How airlines use data
The exponential rise in data usage has continued to fuel momentum. IBM figures reveal that an average aircraft generates between 500 to 1,000 gigabytes of data. Data analytic platforms such as SAP HANA tap into this business intelligence to monitor fuel speed, torque and pressure with internal predictive algorithms making recommendations in real time so parts can be sourced and engineers reassigned even while the plane is airborne.
And it doesn’t stop there. The technology is also able to tackle the information silos which have traditionally undermined the effective sharing of key intelligence across the aviation ecosystem.
Mr Weltes says: “In some countries, due to local ownership rights, performance data is owned by the pilot rather than the airline, which means they have to get permission to access it. Elsewhere, a manufacturer does not necessarily have access to maintenance data which is often owned by the airlines’ own maintenance systems, so it’s all very disjointed.
Predictive technology is great at finding a needle in a haystack and helping engineers pinpoint the areas they need to focus on
“Virtual data models get around this by allowing ‘read only’ access to the data irrespective of ownership, which most companies are more open to rather than transferring the data between different systems. This way the ownership is still with the airline or MRO, but the processing party can still access specific information at specific times.”
Another process undergoing significant transformation is the traditionally complex task of tail planning, in essence assigning the most appropriate aircraft to a flight route. For example, if an aircraft has an issue that adversely affects fuel burn, it will be allocated to the shortest flight.

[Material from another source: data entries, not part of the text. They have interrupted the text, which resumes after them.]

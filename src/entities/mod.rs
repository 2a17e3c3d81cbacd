//! Entity type definitions
//!
//! The ledger tracks five primary entity types:
//!
//! - [`Disaster`] - An event that donations respond to
//! - [`Beneficiary`] - Who receives a donation
//! - [`Donor`] - Who contributes to a donation
//! - [`Product`] - What gets donated
//! - [`Donation`] - Aid for one disaster delivered to one beneficiary
//!
//! Beneficiaries and donors share the same contact shape but are distinct
//! types with independent id spaces.

pub mod beneficiary;
pub mod disaster;
pub mod donation;
pub mod donor;
pub mod product;

use std::borrow::Cow;

use serde::{Deserialize, Serialize};

pub use beneficiary::Beneficiary;
pub use disaster::Disaster;
pub use donation::Donation;
pub use donor::Donor;
pub use product::Product;

use crate::core::entity::Entity;
use crate::core::filter::Filterable;
use crate::core::identity::EntityId;

/// Contact fields shared by beneficiaries and donors
#[derive(Debug, Clone, Default, PartialEq, Eq, Serialize, Deserialize)]
pub struct Contact {
    pub name: String,
    pub organization: Option<String>,
    pub email: Option<String>,
    pub phone: Option<String>,
    pub address: Option<String>,
}

/// Entities with a contact shape (beneficiaries and donors)
pub trait Party: Entity + Filterable {
    fn name(&self) -> &str;
    fn organization(&self) -> Option<&str>;
    fn email(&self) -> Option<&str>;
    fn phone(&self) -> Option<&str>;
    fn address(&self) -> Option<&str>;

    /// Build from an id and contact fields
    fn from_parts(id: EntityId, contact: Contact) -> Self;

    /// Build with a fresh id
    fn from_contact(contact: Contact) -> Self
    where
        Self: Sized,
    {
        Self::from_parts(EntityId::new(Self::PREFIX), contact)
    }

    /// Column lookup shared by both party kinds
    fn party_text(&self, column: &str) -> Option<Cow<'_, str>> {
        let value = match column {
            "name" | "name_key" => Some(self.name()),
            "organization" | "organization_key" => self.organization(),
            "email" => self.email(),
            "phone" => self.phone(),
            "address" => self.address(),
            _ => None,
        };
        value.map(Cow::Borrowed)
    }
}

Typically an airline would spend three to four hours working on a plan which can be subject to 150 changes daily. Until recently, the process had barely evolved from the handwritten schedules of the mid-1980s, with many airlines still transferring the information manually into spreadsheets comprising a dozen pages.
The current landscape
Dubai-based airline Emirates is one of the big names now automating the process, having adopted software vendor IFS Aviation and Defence’s predictive technology.

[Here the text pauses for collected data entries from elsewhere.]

//! CLI module - argument parsing and command dispatch

pub mod args;
pub mod commands;
pub mod helpers;
pub mod table;

pub use args::{Cli, Commands, GlobalOpts, OutputFormat};
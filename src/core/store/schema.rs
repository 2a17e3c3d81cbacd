//! Database schema initialization

use rusqlite::{params, OptionalExtension};

use super::{Store, SCHEMA_VERSION};
use crate::core::error::LedgerResult;

impl Store {
    /// Create tables that do not exist yet and record the schema version
    pub(super) fn init_schema(&mut self) -> LedgerResult<()> {
        self.conn.execute_batch(
            r#"
            -- Schema version tracking
            CREATE TABLE IF NOT EXISTS schema_version (
                version INTEGER PRIMARY KEY
            );

            -- *_key columns hold Unicode-lowercased copies for substring search.
            -- Dates are day counts from 0001-01-01 (chrono num_days_from_ce).

            CREATE TABLE IF NOT EXISTS disasters (
                id TEXT PRIMARY KEY,
                name TEXT NOT NULL,
                name_key TEXT NOT NULL,
                description TEXT,
                location TEXT,
                location_key TEXT,
                occurred_on INTEGER
            );
            CREATE INDEX IF NOT EXISTS idx_disasters_occurred_on ON disasters(occurred_on);

            CREATE TABLE IF NOT EXISTS beneficiaries (
                id TEXT PRIMARY KEY,
                name TEXT NOT NULL,
                name_key TEXT NOT NULL,
                organization TEXT,
                organization_key TEXT,
                email TEXT,
                phone TEXT,
                address TEXT
            );
            CREATE INDEX IF NOT EXISTS idx_beneficiaries_email ON beneficiaries(email);

            CREATE TABLE IF NOT EXISTS donors (
                id TEXT PRIMARY KEY,
                name TEXT NOT NULL,
                name_key TEXT NOT NULL,
                organization TEXT,
                organization_key TEXT,
                email TEXT,
                phone TEXT,
                address TEXT
            );
            CREATE INDEX IF NOT EXISTS idx_donors_email ON donors(email);

            CREATE TABLE IF NOT EXISTS products (
                id TEXT PRIMARY KEY,
                name TEXT NOT NULL,
                name_key TEXT NOT NULL,
                description TEXT,
                unit TEXT
            );

            CREATE TABLE IF NOT EXISTS donations (
                id TEXT PRIMARY KEY,
                disaster_id TEXT NOT NULL,
                beneficiary_id TEXT NOT NULL,
                status TEXT
            );
            CREATE INDEX IF NOT EXISTS idx_donations_disaster ON donations(disaster_id);
            CREATE INDEX IF NOT EXISTS idx_donations_beneficiary ON donations(beneficiary_id);
            CREATE INDEX IF NOT EXISTS idx_donations_status ON donations(status);

            -- Associations are keyed by the ids they link

            CREATE TABLE IF NOT EXISTS donation_donors (
                donation_id TEXT NOT NULL,
                donor_id TEXT NOT NULL,
                PRIMARY KEY (donation_id, donor_id)
            );
            CREATE INDEX IF NOT EXISTS idx_donation_donors_donor ON donation_donors(donor_id);

            CREATE TABLE IF NOT EXISTS donation_products (
                donation_id TEXT NOT NULL,
                product_id TEXT NOT NULL,
                quantity INTEGER NOT NULL CHECK (quantity > 0),
                PRIMARY KEY (donation_id, product_id)
            );
            CREATE INDEX IF NOT EXISTS idx_donation_products_product ON donation_products(product_id);

            CREATE TABLE IF NOT EXISTS donation_donor_products (
                donation_id TEXT NOT NULL,
                donor_id TEXT NOT NULL,
                product_id TEXT NOT NULL,
                quantity INTEGER NOT NULL CHECK (quantity > 0),
                PRIMARY KEY (donation_id, donor_id, product_id)
            );
            CREATE INDEX IF NOT EXISTS idx_donation_donor_products_donor ON donation_donor_products(donor_id);
            CREATE INDEX IF NOT EXISTS idx_donation_donor_products_product ON donation_donor_products(product_id);
            "#,
        )?;

        if self.schema_version()? == 0 {
            self.conn.execute(
                "INSERT INTO schema_version (version) VALUES (?1)",
                params![SCHEMA_VERSION],
            )?;
        }

        Ok(())
    }

    /// Recorded schema version, 0 when none has been written
    pub fn schema_version(&self) -> LedgerResult<i32> {
        let version: Option<i32> = self
            .conn
            .query_row("SELECT MAX(version) FROM schema_version", [], |row| {
                row.get(0)
            })
            .optional()?
            .flatten();
        Ok(version.unwrap_or(0))
    }
}
//! Entity trait - common interface for all primary record types

use serde::{de::DeserializeOwned, Serialize};

use crate::core::error::ValidationError;
use crate::core::identity::{EntityId, EntityPrefix};
use crate::core::integrity::ReferenceSet;

/// Common trait for disasters, beneficiaries, donors, products and donations
pub trait Entity: Serialize + DeserializeOwned {
    /// The entity type prefix (e.g., DIS, DON)
    const PREFIX: EntityPrefix;

    /// Get the entity's unique ID
    fn id(&self) -> &EntityId;

    /// Short human readable label for listings
    fn label(&self) -> &str;

    /// Check required fields before the entity is written
    fn validate(&self) -> Result<(), ValidationError>;

    /// Other records this entity must point at when written
    fn references(&self) -> ReferenceSet {
        ReferenceSet::new()
    }

    /// Human readable kind name
    fn kind() -> &'static str {
        Self::PREFIX.kind()
    }
}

“Previously the plans were devised based on the judgment of someone with perhaps ten to twenty years’ experience, but our technology means we can tap into historical data that goes back forty years, all in a matter of minutes,” says IFS business development head Espen Olsen.
“Maintenance history, fuel consumption, climate, forecast – all these characteristics are put into the algorithm to calculate the best option, which means reduced risk, increased fuel efficiency, and improved fleet utilisation and maintenance planning.”
He believes the Middle East is driving this market. “They see an issue and do something about it without over-analysing the problem, and they are definitely ahead of Europe when it comes to using this technology. One manufacturer does something visionary and everyone follows,” says Mr Olsen.
More broadly, he is seeing a lot of interest from oil and gas companies inspired by the latest innovation in aerospace and defence. “There has been so much money in this market in the past, they didn’t have to consider how they could become more efficient,” says Mr Olsen. “Yet since the downturn, they are now far more focused on extending the life of equipment and how, as a service provider to the industry, they can commit to a ten-year contract on a fixed basis and still make money – increasingly predictive analytics has the answers.”